It is laudable, of course, for any organisation to seek greater efficiency and flexibility. However, Ofsted’s performance as the guardian of educational standards suggests that the need for reform is rather more deep-rooted than that which is being admitted.

Since being set up by John Major back in 1992 what quality of education service has Ofsted presided over? Where has it led our schools? What is the legacy of the current Ofsted system?

Many would claim, with some legitimacy, that as a watchdog for standards, Ofsted has failed abysmally. Employers are getting tired of pointing out that too many youngsters are leaving school without, even, the basic skills to make themselves employable.

Fortunately, the country is still able to attract sufficient immigrant workers to cover this skills deficiency and, to some extent, to cover up the problem. But why did Ofsted back methods of teaching reading, for example, that have condemned so many youngsters to a life of illiteracy or semi-literacy? Why has Ofsted stood by as tried and tested methods of teaching mathematics have been ditched in our schools in favour of fashionable methods that are so ineffective that our 15-year-olds now languish three years behind those in Shanghai? Why, according to the OECD, are we the only developed country in the world in which those educated in 1950s are ahead of recent school leavers?

Why did Ofsted sit back with the rest of the educational establishment and our politicians and, for so long, claim that the hyper-inflation of grades in the public examination system represented a genuine improvement in standards? Why has the current government had to act so frantically to arrest that inflation and order more rigorous exams? Why did Ofsted not point out the problem? And why has Ofsted been so unquestioning of the current National Curriculum that has underpinned so much of our educational failure?

Alarmed and aghast at the performance of our pupils on international comparisons the Government has been forced into an attempted revision of that document. In my personal experience, Ofsted had been an impediment to that revsion. It should have been leading it.
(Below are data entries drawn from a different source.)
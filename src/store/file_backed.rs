//! File-backed store.
//!
//! One JSON document per network:
//!
//! ```text
//! <cache_dir>/
//!   .cache-1.json          (mainnet)
//!   .cache-11155111.json   (sepolia)
//! ```
//!
//! The document is loaded into memory on open and every mutation is
//! written through before it is acknowledged.

use crate::config::OrchestratorConfig;
use crate::error::DeployError;
use crate::store::{document, KeyValueStore};
use crate::traits::CacheLocation;
use crate::types::NetworkIdentity;
use async_trait::async_trait;
use serde_json::{Map, Value};
use std::path::{Path, PathBuf};
use tokio::io::AsyncWriteExt;

/// JSON document on disk with an in-memory mirror.
#[derive(Debug)]
pub struct FileStore {
    path: PathBuf,
    document: Map<String, Value>,
}

impl FileStore {
    /// Open the document at `path`. A missing file is an empty document;
    /// an unreadable or unparsable one is an error, never silently reset.
    pub async fn open(path: impl Into<PathBuf>) -> Result<Self, DeployError> {
        let path = path.into();

        if let Some(parent) = path.parent().filter(|p| !p.as_os_str().is_empty()) {
            tokio::fs::create_dir_all(parent).await.map_err(|e| {
                DeployError::CacheUnavailable(format!(
                    "failed to create cache dir {}: {}",
                    parent.display(),
                    e
                ))
            })?;
        }

        let document = match tokio::fs::read_to_string(&path).await {
            Ok(content) if content.trim().is_empty() => Map::new(),
            Ok(content) => serde_json::from_str(&content).map_err(|e| {
                DeployError::CacheUnavailable(format!(
                    "failed to parse {}: {}",
                    path.display(),
                    e
                ))
            })?,
            Err(e) if e.kind() == std::io::ErrorKind::NotFound => Map::new(),
            Err(e) => {
                return Err(DeployError::CacheUnavailable(format!(
                    "failed to read {}: {}",
                    path.display(),
                    e
                )))
            }
        };

        tracing::debug!(path = %path.display(), entries = document.len(), "opened cache");
        Ok(Self { path, document })
    }

    pub fn path(&self) -> &Path {
        &self.path
    }

    /// Write `document` to a sibling temp file, fsync, then rename over the
    /// real file so a crash never leaves a half-written cache.
    async fn persist(&self, document: &Map<String, Value>) -> Result<(), DeployError> {
        let content = serde_json::to_vec_pretty(document)
            .map_err(|e| DeployError::CacheUnavailable(format!("failed to serialize cache: {}", e)))?;

        let tmp = self.tmp_path();
        let mut file = tokio::fs::File::create(&tmp).await.map_err(|e| {
            DeployError::CacheUnavailable(format!("failed to create {}: {}", tmp.display(), e))
        })?;
        file.write_all(&content).await.map_err(|e| {
            DeployError::CacheUnavailable(format!("failed to write {}: {}", tmp.display(), e))
        })?;
        file.sync_all().await.map_err(|e| {
            DeployError::CacheUnavailable(format!("failed to sync {}: {}", tmp.display(), e))
        })?;
        drop(file);

        tokio::fs::rename(&tmp, &self.path).await.map_err(|e| {
            DeployError::CacheUnavailable(format!(
                "failed to replace {}: {}",
                self.path.display(),
                e
            ))
        })?;
        self.sync_dir().await?;

        tracing::trace!(path = %self.path.display(), bytes = content.len(), "cache flushed");
        Ok(())
    }

    /// Flush the directory entry so the rename itself survives power loss.
    #[cfg(unix)]
    async fn sync_dir(&self) -> Result<(), DeployError> {
        let dir = match self.path.parent().filter(|p| !p.as_os_str().is_empty()) {
            Some(parent) => parent.to_path_buf(),
            None => PathBuf::from("."),
        };
        let handle = tokio::fs::File::open(&dir).await.map_err(|e| {
            DeployError::CacheUnavailable(format!("failed to open {}: {}", dir.display(), e))
        })?;
        handle.sync_all().await.map_err(|e| {
            DeployError::CacheUnavailable(format!("failed to sync {}: {}", dir.display(), e))
        })
    }

    #[cfg(not(unix))]
    async fn sync_dir(&self) -> Result<(), DeployError> {
        Ok(())
    }

    fn tmp_path(&self) -> PathBuf {
        let mut name = self
            .path
            .file_name()
            .map(|n| n.to_os_string())
            .unwrap_or_default();
        name.push(".tmp");
        self.path.with_file_name(name)
    }
}

#[async_trait]
impl KeyValueStore for FileStore {
    async fn get(&self, key: &str) -> Result<Option<Value>, DeployError> {
        Ok(document::get(&self.document, key).cloned())
    }

    async fn set(&mut self, key: &str, value: Value) -> Result<(), DeployError> {
        // Only commit to memory once the disk agrees.
        let mut next = self.document.clone();
        document::set(&mut next, key, value)?;
        self.persist(&next).await?;
        self.document = next;
        Ok(())
    }

    async fn delete(&mut self, key: &str) -> Result<bool, DeployError> {
        let mut next = self.document.clone();
        if !document::delete(&mut next, key) {
            return Ok(false);
        }
        self.persist(&next).await?;
        self.document = next;
        Ok(true)
    }

    async fn keys(&self) -> Result<Vec<String>, DeployError> {
        Ok(self.document.keys().cloned().collect())
    }
}

/// A directory of per-network [`FileStore`] documents.
#[derive(Debug, Clone)]
pub struct CacheDir {
    dir: PathBuf,
    prefix: String,
}

impl CacheDir {
    pub fn new(dir: impl Into<PathBuf>) -> Self {
        Self {
            dir: dir.into(),
            prefix: OrchestratorConfig::default().cache_prefix,
        }
    }

    pub fn from_config(config: &OrchestratorConfig) -> Self {
        Self {
            dir: config.cache_dir.clone(),
            prefix: config.cache_prefix.clone(),
        }
    }

    pub fn with_prefix(mut self, prefix: impl Into<String>) -> Self {
        self.prefix = prefix.into();
        self
    }

    /// Document path for a network. Depends on the chain id only.
    pub fn path_for(&self, network: &NetworkIdentity) -> PathBuf {
        self.dir
            .join(format!("{}{}.json", self.prefix, network.chain_id))
    }
}

impl CacheLocation for CacheDir {
    type Store = FileStore;

    async fn open(&self, network: &NetworkIdentity) -> Result<FileStore, DeployError> {
        FileStore::open(self.path_for(network)).await
    }
}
We have had an educational watchdog that, on fundamental issues, chooses not to bark. Worse, it has acted as the enforcer of the very ideologies that have been betraying our children. In her brilliant book, “Seven Myths About Education”, Daisy Christodoulou  shows that Ofsted consistently classifies “outstanding” lessons as those that are child-centred but consistently classifies as “unsatisfactory” those that are based on whole-class teaching. This is clear and unequivocal evidence that Ofsted is promoting a particular methodology of teaching. It, also, happens to be a method of teaching that promotes failure for many pupils. Whole-class, teacher led, teaching is a characteristic of the most successful education systems around the world.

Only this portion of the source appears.